> _Your goal_: Copy all of the records below verbatim.

> _Entries shown_:
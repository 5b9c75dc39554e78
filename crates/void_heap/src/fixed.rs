//! Fixed heap - one region, mapped once, carved into blocks

use core::ptr::NonNull;

use alloc::vec::Vec;
use parking_lot::Mutex;

use crate::config::HeapConfig;
use crate::error::{AllocError, ConfigError, FreeError, HeapError, HeapResult};
use crate::provider::{DefaultProvider, PageProvider};
use crate::span::{block_size_for, BlockInfo, Span};
use crate::stats::HeapStats;
use crate::Allocator;

struct FixedState {
    /// `None` when the provider could not supply memory
    span: Option<Span>,
    stats: HeapStats,
}

/// Single-region heap
///
/// General-purpose allocator over one region obtained at construction.
/// Never grows: requests that do not fit fail with a null result.
pub struct FixedHeap<P: PageProvider = DefaultProvider> {
    provider: P,
    config: HeapConfig,
    state: Mutex<FixedState>,
}

impl FixedHeap<DefaultProvider> {
    /// Create a heap over `capacity` bytes with the default layout
    pub fn new(capacity: usize) -> Result<Self, ConfigError> {
        Self::with_config(HeapConfig::fixed(capacity), DefaultProvider::default())
    }
}

impl<P: PageProvider> FixedHeap<P> {
    /// Create with a specific configuration and page provider.
    ///
    /// A provider failure leaves the heap empty; every allocation fails until
    /// [`Allocator::reset`] manages to map a region.
    pub fn with_config(config: HeapConfig, provider: P) -> Result<Self, ConfigError> {
        config.validate_fixed()?;

        let mut state = FixedState {
            span: None,
            stats: HeapStats::default(),
        };
        Self::install(&provider, &config, &mut state);

        Ok(Self {
            provider,
            config,
            state: Mutex::new(state),
        })
    }

    fn install(provider: &P, config: &HeapConfig, state: &mut FixedState) {
        match provider.map(config.arena_capacity) {
            Ok(region) => {
                let span = Span::plain(region, config.arena_capacity, config.granularity);
                state.stats = HeapStats {
                    free_bytes: span.capacity(),
                    block_count: 1,
                    chunk_count: 1,
                    ..HeapStats::default()
                };
                log::debug!("Fixed heap ready: {} bytes", span.capacity());
                state.span = Some(span);
            }
            Err(e) => {
                log::error!("Fixed heap could not map {} bytes: {}", config.arena_capacity, e);
                state.stats = HeapStats::default();
            }
        }
    }

    fn uninstall(provider: &P, state: &mut FixedState) {
        if let Some(span) = state.span.take() {
            // Safety: the region came from this provider and the heap is being reset
            unsafe { provider.unmap(span.into_region()) };
        }
        state.stats = HeapStats::default();
    }

    /// Whether backing memory is present
    pub fn is_initialized(&self) -> bool {
        self.state.lock().span.is_some()
    }

    pub fn config(&self) -> &HeapConfig {
        &self.config
    }

    pub fn provider(&self) -> &P {
        &self.provider
    }

    /// Allocate, reporting why a request failed
    pub fn try_allocate(&self, size: usize) -> Result<NonNull<u8>, AllocError> {
        let mut state = self.state.lock();
        let FixedState { span, stats } = &mut *state;

        let needed = block_size_for(size, self.config.granularity)?;
        let span = span.as_ref().ok_or(AllocError::Uninitialized)?;
        let candidate = span
            .find(needed, self.config.policy)
            .ok_or(AllocError::Exhausted { needed })?;

        let taken = span.take(candidate.offset, needed);
        stats.record_alloc(taken.size, taken.split);

        let ptr = span.data_ptr(candidate.offset);
        log::trace!("alloc {} -> {:p} ({} bytes taken)", size, ptr, taken.size);
        Ok(ptr)
    }

    /// Free, reporting why a pointer was rejected
    pub fn try_deallocate(&self, ptr: *mut u8) -> Result<(), FreeError> {
        if ptr.is_null() {
            return Err(FreeError::Null);
        }

        let mut state = self.state.lock();
        let FixedState { span, stats } = &mut *state;

        let span = span
            .as_ref()
            .filter(|span| span.contains(ptr))
            .ok_or(FreeError::Foreign(ptr as usize))?;
        let offset = span.header_for(ptr)?;

        let released = span.release(offset);
        stats.record_free(released.size, released.merges);

        log::trace!("free {:p} ({} bytes, {} merges)", ptr, released.size, released.merges);
        Ok(())
    }

    /// Snapshot every block in address order
    pub fn blocks(&self) -> Vec<BlockInfo> {
        let state = self.state.lock();
        state
            .span
            .as_ref()
            .map(|span| span.walk().collect())
            .unwrap_or_default()
    }

    /// Verify the block layout and that the counters agree with it
    pub fn check(&self) -> HeapResult<()> {
        let state = self.state.lock();
        let Some(span) = state.span.as_ref() else {
            return Ok(());
        };

        let summary = span.check()?;
        expect_counter("allocated_bytes", summary.used_bytes, state.stats.allocated_bytes)?;
        expect_counter("free_bytes", summary.free_bytes, state.stats.free_bytes)?;
        expect_counter(
            "block_count",
            summary.used_blocks + summary.free_blocks,
            state.stats.block_count,
        )?;
        Ok(())
    }

    /// Largest request that would currently succeed
    pub fn largest_free_block(&self) -> usize {
        let state = self.state.lock();
        state
            .span
            .as_ref()
            .and_then(|span| span.walk().filter(|b| b.free).map(|b| b.usable_size()).max())
            .unwrap_or(0)
    }
}

pub(crate) fn expect_counter(name: &'static str, expected: usize, actual: usize) -> HeapResult<()> {
    if expected == actual {
        Ok(())
    } else {
        Err(HeapError::Counter {
            name,
            expected,
            actual,
        })
    }
}

impl<P: PageProvider> Allocator for FixedHeap<P> {
    fn allocate(&self, size: usize) -> Option<NonNull<u8>> {
        match self.try_allocate(size) {
            Ok(ptr) => Some(ptr),
            Err(e) => {
                log::debug!("alloc {} failed: {}", size, e);
                None
            }
        }
    }

    fn deallocate(&self, ptr: *mut u8) {
        match self.try_deallocate(ptr) {
            Ok(()) | Err(FreeError::Null) => {}
            Err(e) => log::warn!("Ignoring free: {}", e),
        }
    }

    fn usable_size(&self, ptr: *const u8) -> Option<usize> {
        let state = self.state.lock();
        state.span.as_ref()?.usable_size(ptr)
    }

    fn stats(&self) -> HeapStats {
        self.state.lock().stats
    }

    fn reset(&mut self) {
        let state = self.state.get_mut();
        Self::uninstall(&self.provider, state);
        Self::install(&self.provider, &self.config, state);
    }
}

impl<P: PageProvider> Drop for FixedHeap<P> {
    fn drop(&mut self) {
        Self::uninstall(&self.provider, self.state.get_mut());
    }
}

> _Solution below_:
repository 5b9c75dc39554e78
filename crates/void_heap/src/fixed.rs
//! Fixed heap - one region, mapped once, carved into blocks

use core::ptr::NonNull;

use alloc::vec::Vec;
use parking_lot::Mutex;

use crate::config::HeapConfig;
use crate::error::{AllocError, ConfigError, FreeError, HeapError, HeapResult};
use crate::provider::{DefaultProvider, PageProvider};
use crate::span::{block_size_for, BlockInfo, Span};
use crate::stats::HeapStats;
use crate::Allocator;

struct FixedState {
    /// `None` when the provider could not supply memory
    span: Option<Span>,
    stats: HeapStats,
}

/// Single-region heap
///
/// General-purpose allocator over one region obtained at construction.
/// Never grows: requests that do not fit fail with a null result.
pub struct FixedHeap<P: PageProvider = DefaultProvider> {
    provider: P,
    config: HeapConfig,
    state: Mutex<FixedState>,
}

impl FixedHeap<DefaultProvider> {
    /// Create a heap over `capacity` bytes with the default layout
    pub fn new(capacity: usize) -> Result<Self, ConfigError> {
        Self::with_config(HeapConfig::fixed(capacity), DefaultProvider::default())
    }
}

impl<P: PageProvider> FixedHeap<P> {
    /// Create with a specific configuration and page provider.
    ///
    /// A provider failure leaves the heap empty; every allocation fails until
    /// [`Allocator::reset`] manages to map a region.
    pub fn with_config(config: HeapConfig, provider: P) -> Result<Self, ConfigError> {
        config.validate_fixed()?;

        let mut state = FixedState {
            span: None,
            stats: HeapStats::default(),
        };
        Self::install(&provider, &config, &mut state);

        Ok(Self {
            provider,
            config,
            state: Mutex::new(state),
        })
    }

    fn install(provider: &P, config: &HeapConfig, state: &mut FixedState) {
        match provider.map(config.arena_capacity) {
            Ok(region) => {
                let span = Span::plain(region, config.arena_capacity, config.granularity);
                state.stats = HeapStats {
                    free_bytes: span.capacity(),
                    block_count: 1,
                    chunk_count: 1,
                    ..HeapStats::default()
                };
                log::debug!("Fixed heap ready: {} bytes", span.capacity());
                state.span = Some(span);
            }
            Err(e) => {
                log::error!("Fixed heap could not map {} bytes: {}", config.arena_capacity, e);
                state.stats = HeapStats::default();
            }
        }
    }

    fn uninstall(provider: &P, state: &mut FixedState) {
        if let Some(span) = state.span.take() {
            // Safety: the region came from this provider and the heap is being reset
            unsafe { provider.unmap(span.into_region()) };
        }
        state.stats = HeapStats::default();
    }

    /// Whether backing memory is present
    pub fn is_initialized(&self) -> bool {
        self.state.lock().span.is_some()
    }

    pub fn config(&self) -> &HeapConfig {
        &self.config
    }

    pub fn provider(&self) -> &P {
        &self.provider
    }

    /// Allocate, reporting why a request failed
    pub fn try_allocate(&self, size: usize) -> Result<NonNull<u8>, AllocError> {
        let mut state = self.state.lock();
        let FixedState { span, stats } = &mut *state;

        let needed = block_size_for(size, self.config.granularity)?;
        let span = span.as_ref().ok_or(AllocError::Uninitialized)?;
        let candidate = span
            .find(needed, self.config.policy)
            .ok_or(AllocError::Exhausted { needed })?;

        let taken = span.take(candidate.offset, needed);
        stats.record_alloc(taken.size, taken.split);

        let ptr = span.data_ptr(candidate.offset);
        log::trace!("alloc {} -> {:p} ({} bytes taken)", size, ptr, taken.size);
        Ok(ptr)
    }

    /// Free, reporting why a pointer was rejected
    pub fn try_deallocate(&self, ptr: *mut u8) -> Result<(), FreeError> {
        if ptr.is_null() {
            return Err(FreeError::Null);
        }

        let mut state = self.state.lock();
        let FixedState { span, stats } = &mut *state;

        let span = span
            .as_ref()
            .filter(|span| span.contains(ptr))
            .ok_or(FreeError::Foreign(ptr as usize))?;
        let offset = span.header_for(ptr)?;

        let released = span.release(offset);
        stats.record_free(released.size, released.merges);

        log::trace!("free {:p} ({} bytes, {} merges)", ptr, released.size, released.merges);
        Ok(())
    }

    /// Snapshot every block in address order
    pub fn blocks(&self) -> Vec<BlockInfo> {
        let state = self.state.lock();
        state
            .span
            .as_ref()
            .map(|span| span.walk().collect())
            .unwrap_or_default()
    }

    /// Verify the block layout and that the counters agree with it
    pub fn check(&self) -> HeapResult<()> {
        let state = self.state.lock();
        let Some(span) = state.span.as_ref() else {
            return Ok(());
        };

        let summary = span.check()?;
        expect_counter("allocated_bytes", summary.used_bytes, state.stats.allocated_bytes)?;
        expect_counter("free_bytes", summary.free_bytes, state.stats.free_bytes)?;
        expect_counter(
            "block_count",
            summary.used_blocks + summary.free_blocks,
            state.stats.block_count,
        )?;
        Ok(())
    }

    /// Largest request that would currently succeed
    pub fn largest_free_block(&self) -> usize {
        let state = self.state.lock();
        state
            .span
            .as_ref()
            .and_then(|span| span.walk().filter(|b| b.free).map(|b| b.usable_size()).max())
            .unwrap_or(0)
    }
}

pub(crate) fn expect_counter(name: &'static str, expected: usize, actual: usize) -> HeapResult<()> {
    if expected == actual {
        Ok(())
    } else {
        Err(HeapError::Counter {
            name,
            expected,
            actual,
        })
    }
}

impl<P: PageProvider> Allocator for FixedHeap<P> {
    fn allocate(&self, size: usize) -> Option<NonNull<u8>> {
        match self.try_allocate(size) {
            Ok(ptr) => Some(ptr),
            Err(e) => {
                log::debug!("alloc {} failed: {}", size, e);
                None
            }
        }
    }

    fn deallocate(&self, ptr: *mut u8) {
        match self.try_deallocate(ptr) {
            Ok(()) | Err(FreeError::Null) => {}
            Err(e) => log::warn!("Ignoring free: {}", e),
        }
    }

    fn usable_size(&self, ptr: *const u8) -> Option<usize> {
        let state = self.state.lock();
        state.span.as_ref()?.usable_size(ptr)
    }

    fn stats(&self) -> HeapStats {
        self.state.lock().stats
    }

    fn reset(&mut self) {
        let state = self.state.get_mut();
        Self::uninstall(&self.provider, state);
        Self::install(&self.provider, &self.config, state);
    }
}

impl<P: PageProvider> Drop for FixedHeap<P> {
    fn drop(&mut self) {
        Self::uninstall(&self.provider, self.state.get_mut());
    }
}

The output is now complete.